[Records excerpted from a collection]
//! # Monte Carlo (European Options)
//!
//! Exact terminal solution of risk-neutral GBM, no time stepping:
//! $$
//! S_T=S_0\exp\!\left((r-\tfrac12\sigma^2)T+\sigma\sqrt T\,Z\right),\qquad Z\sim\mathcal N(0,1)
//! $$
//! $$
//! \hat V=e^{-rT}\frac1M\sum_{m=1}^M \Pi(S_T^{(m)}),\qquad
//! \mathrm{SE}=e^{-rT}\frac{\hat s_\Pi}{\sqrt M}
//! $$
//!
use impl_new_derive::ImplNew;
use ndarray::Array1;
use ndarray_rand::RandomExt;
use rand::rngs::StdRng;
use rand::Rng;
use rand::SeedableRng;
use rand_distr::StandardNormal;
use rayon::prelude::*;

use crate::error::PricingResult;
use crate::quant::inputs::ensure_count;
use crate::quant::inputs::ensure_market;
use crate::quant::pricing::timed;
use crate::quant::OptionType;
use crate::traits::PricerExt;
use crate::traits::TimeExt;

#[derive(Debug, Clone, Copy)]
pub struct MonteCarloPricer {
  /// Underlying price
  pub s: f64,
  /// Volatility
  pub v: f64,
  /// Strike price
  pub k: f64,
  /// Risk-free rate
  pub r: f64,
  /// Number of simulated terminal prices
  pub simulations: usize,
  /// Fixed seed for reproducible runs, entropy-seeded otherwise
  pub seed: Option<u64>,
  /// Time to maturity in years
  pub tau: Option<f64>,
  /// Evaluation date
  pub eval: Option<chrono::NaiveDate>,
  /// Expiration date
  pub expiration: Option<chrono::NaiveDate>,
  /// Option type
  pub option_type: OptionType,
}

/// Discounted sample mean and its standard error.
#[derive(ImplNew, Debug, Clone, Copy, PartialEq)]
pub struct McEstimate {
  pub price: f64,
  pub std_error: f64,
  pub paths: usize,
}

/// Running payoff sums, mergeable across parallel chunks.
#[derive(Debug, Default, Clone, Copy)]
struct PayoffMoments {
  sum: f64,
  sum_sq: f64,
  n: usize,
}

impl PayoffMoments {
  fn from_payoffs(payoffs: &Array1<f64>) -> Self {
    Self {
      sum: payoffs.sum(),
      sum_sq: payoffs.mapv(|p| p * p).sum(),
      n: payoffs.len(),
    }
  }

  fn merge(self, other: Self) -> Self {
    Self {
      sum: self.sum + other.sum,
      sum_sq: self.sum_sq + other.sum_sq,
      n: self.n + other.n,
    }
  }

  fn discounted(self, df: f64) -> McEstimate {
    let n = self.n as f64;
    let mean = self.sum / n;
    let var = if self.n > 1 {
      ((self.sum_sq - n * mean * mean) / (n - 1.0)).max(0.0)
    } else {
      0.0
    };

    McEstimate::new(df * mean, df * (var / n).sqrt(), self.n)
  }
}

impl MonteCarloPricer {
  #[allow(clippy::too_many_arguments)]
  pub fn new(
    s: f64,
    v: f64,
    k: f64,
    r: f64,
    simulations: usize,
    seed: Option<u64>,
    tau: Option<f64>,
    eval: Option<chrono::NaiveDate>,
    expiration: Option<chrono::NaiveDate>,
    option_type: OptionType,
  ) -> Self {
    Self {
      s,
      v,
      k,
      r,
      simulations,
      seed,
      tau,
      eval,
      expiration,
      option_type,
    }
  }

  fn checked_tau(&self) -> PricingResult<f64> {
    let tau = self.tau_or_from_dates()?;
    ensure_market(self.s, self.v, self.k, self.r, tau)?;
    ensure_count("simulations", self.simulations)?;
    Ok(tau)
  }

  fn rng(&self) -> StdRng {
    match self.seed {
      Some(seed) => StdRng::seed_from_u64(seed),
      None => StdRng::from_entropy(),
    }
  }

  /// Terminal prices for a batch of standard normal draws.
  fn terminal_prices(&self, tau: f64, z: &Array1<f64>) -> Array1<f64> {
    let drift = (self.r - 0.5 * self.v.powi(2)) * tau;
    let vol = self.v * tau.sqrt();
    z.mapv(|z| self.s * (drift + vol * z).exp())
  }

  fn payoffs(&self, s_t: &Array1<f64>, option_type: OptionType) -> Array1<f64> {
    s_t.mapv(|s| option_type.payoff(s, self.k))
  }

  /// Estimate with a caller-supplied random source.
  pub fn estimate_with_rng<R: Rng>(&self, rng: &mut R) -> PricingResult<McEstimate> {
    let tau = self.checked_tau()?;
    let z = Array1::random_using(self.simulations, StandardNormal, rng);
    let s_t = self.terminal_prices(tau, &z);
    let moments = PayoffMoments::from_payoffs(&self.payoffs(&s_t, self.option_type));

    Ok(moments.discounted((-self.r * tau).exp()))
  }

  /// Estimate with the configured seed (or entropy).
  pub fn estimate(&self) -> PricingResult<McEstimate> {
    timed("monte_carlo", self, || self.estimate_with_rng(&mut self.rng()))
  }

  /// Split the paths over `chunks` rayon tasks.
  ///
  /// Chunk `i` draws from its own `StdRng` derived from the base seed, so a
  /// seeded run is reproducible for a fixed chunk count.
  pub fn estimate_par(&self, chunks: usize) -> PricingResult<McEstimate> {
    timed("monte_carlo_par", self, || {
      let tau = self.checked_tau()?;
      let chunks = ensure_count("chunks", chunks)?.min(self.simulations);
      let base = self.seed.unwrap_or_else(rand::random);
      let per_chunk = self.simulations / chunks;
      let remainder = self.simulations % chunks;

      let moments = (0..chunks)
        .into_par_iter()
        .map(|idx| {
          let mut rng = StdRng::seed_from_u64(
            base.wrapping_add(0xD134_2543_DE82_EF95_u64.wrapping_mul(idx as u64 + 1)),
          );
          let len = per_chunk + usize::from(idx < remainder);
          let z = Array1::random_using(len, StandardNormal, &mut rng);
          let s_t = self.terminal_prices(tau, &z);
          PayoffMoments::from_payoffs(&self.payoffs(&s_t, self.option_type))
        })
        .reduce(PayoffMoments::default, PayoffMoments::merge);

      Ok(moments.discounted((-self.r * tau).exp()))
    })
  }

  /// Call and put estimates from the same draws.
  pub fn estimate_call_put(&self) -> PricingResult<(McEstimate, McEstimate)> {
    let tau = self.checked_tau()?;
    let z = Array1::random_using(self.simulations, StandardNormal, &mut self.rng());
    let s_t = self.terminal_prices(tau, &z);
    let df = (-self.r * tau).exp();

    Ok((
      PayoffMoments::from_payoffs(&self.payoffs(&s_t, OptionType::Call)).discounted(df),
      PayoffMoments::from_payoffs(&self.payoffs(&s_t, OptionType::Put)).discounted(df),
    ))
  }
}

impl PricerExt for MonteCarloPricer {
  fn calculate_call_put(&self) -> PricingResult<(f64, f64)> {
    timed("monte_carlo_call_put", self, || {
      let (call, put) = self.estimate_call_put()?;
      Ok((call.price, put.price))
    })
  }

  fn calculate_price(&self) -> PricingResult<f64> {
    Ok(self.estimate()?.price)
  }
}

impl TimeExt for MonteCarloPricer {
  fn tau(&self) -> Option<f64> {
    self.tau
  }

  fn eval(&self) -> Option<chrono::NaiveDate> {
    self.eval
  }

  fn expiration(&self) -> Option<chrono::NaiveDate> {
    self.expiration
  }
}

/// Monte Carlo price of a European option; `seed` makes the run reproducible.
#[allow(clippy::too_many_arguments)]
pub fn monte_carlo_price(
  s0: f64,
  k: f64,
  t: f64,
  r: f64,
  sigma: f64,
  simulations: usize,
  option_type: OptionType,
  seed: Option<u64>,
) -> PricingResult<f64> {
  MonteCarloPricer::new(
    s0,
    sigma,
    k,
    r,
    simulations,
    seed,
    Some(t),
    None,
    None,
    option_type,
  )
  .calculate_price()
}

- _WORK TO COMPLETE_: Only the lines from the first line of the records through the line containing "use rand::SeedableRng;" should be repeated, exactly as they appear.

- _EXPECTED OUTPUT_:
//! # Monte Carlo (European Options)
//!
//! Exact terminal solution of risk-neutral GBM, no time stepping:
//! $$
//! S_T=S_0\exp\!\left((r-\tfrac12\sigma^2)T+\sigma\sqrt T\,Z\right),\qquad Z\sim\mathcal N(0,1)
//! $$
//! $$
//! \hat V=e^{-rT}\frac1M\sum_{m=1}^M \Pi(S_T^{(m)}),\qquad
//! \mathrm{SE}=e^{-rT}\frac{\hat s_\Pi}{\sqrt M}
//! $$
//!
use impl_new_derive::ImplNew;
use ndarray::Array1;
use ndarray_rand::RandomExt;
use rand::rngs::StdRng;
use rand::Rng;
use rand::SeedableRng;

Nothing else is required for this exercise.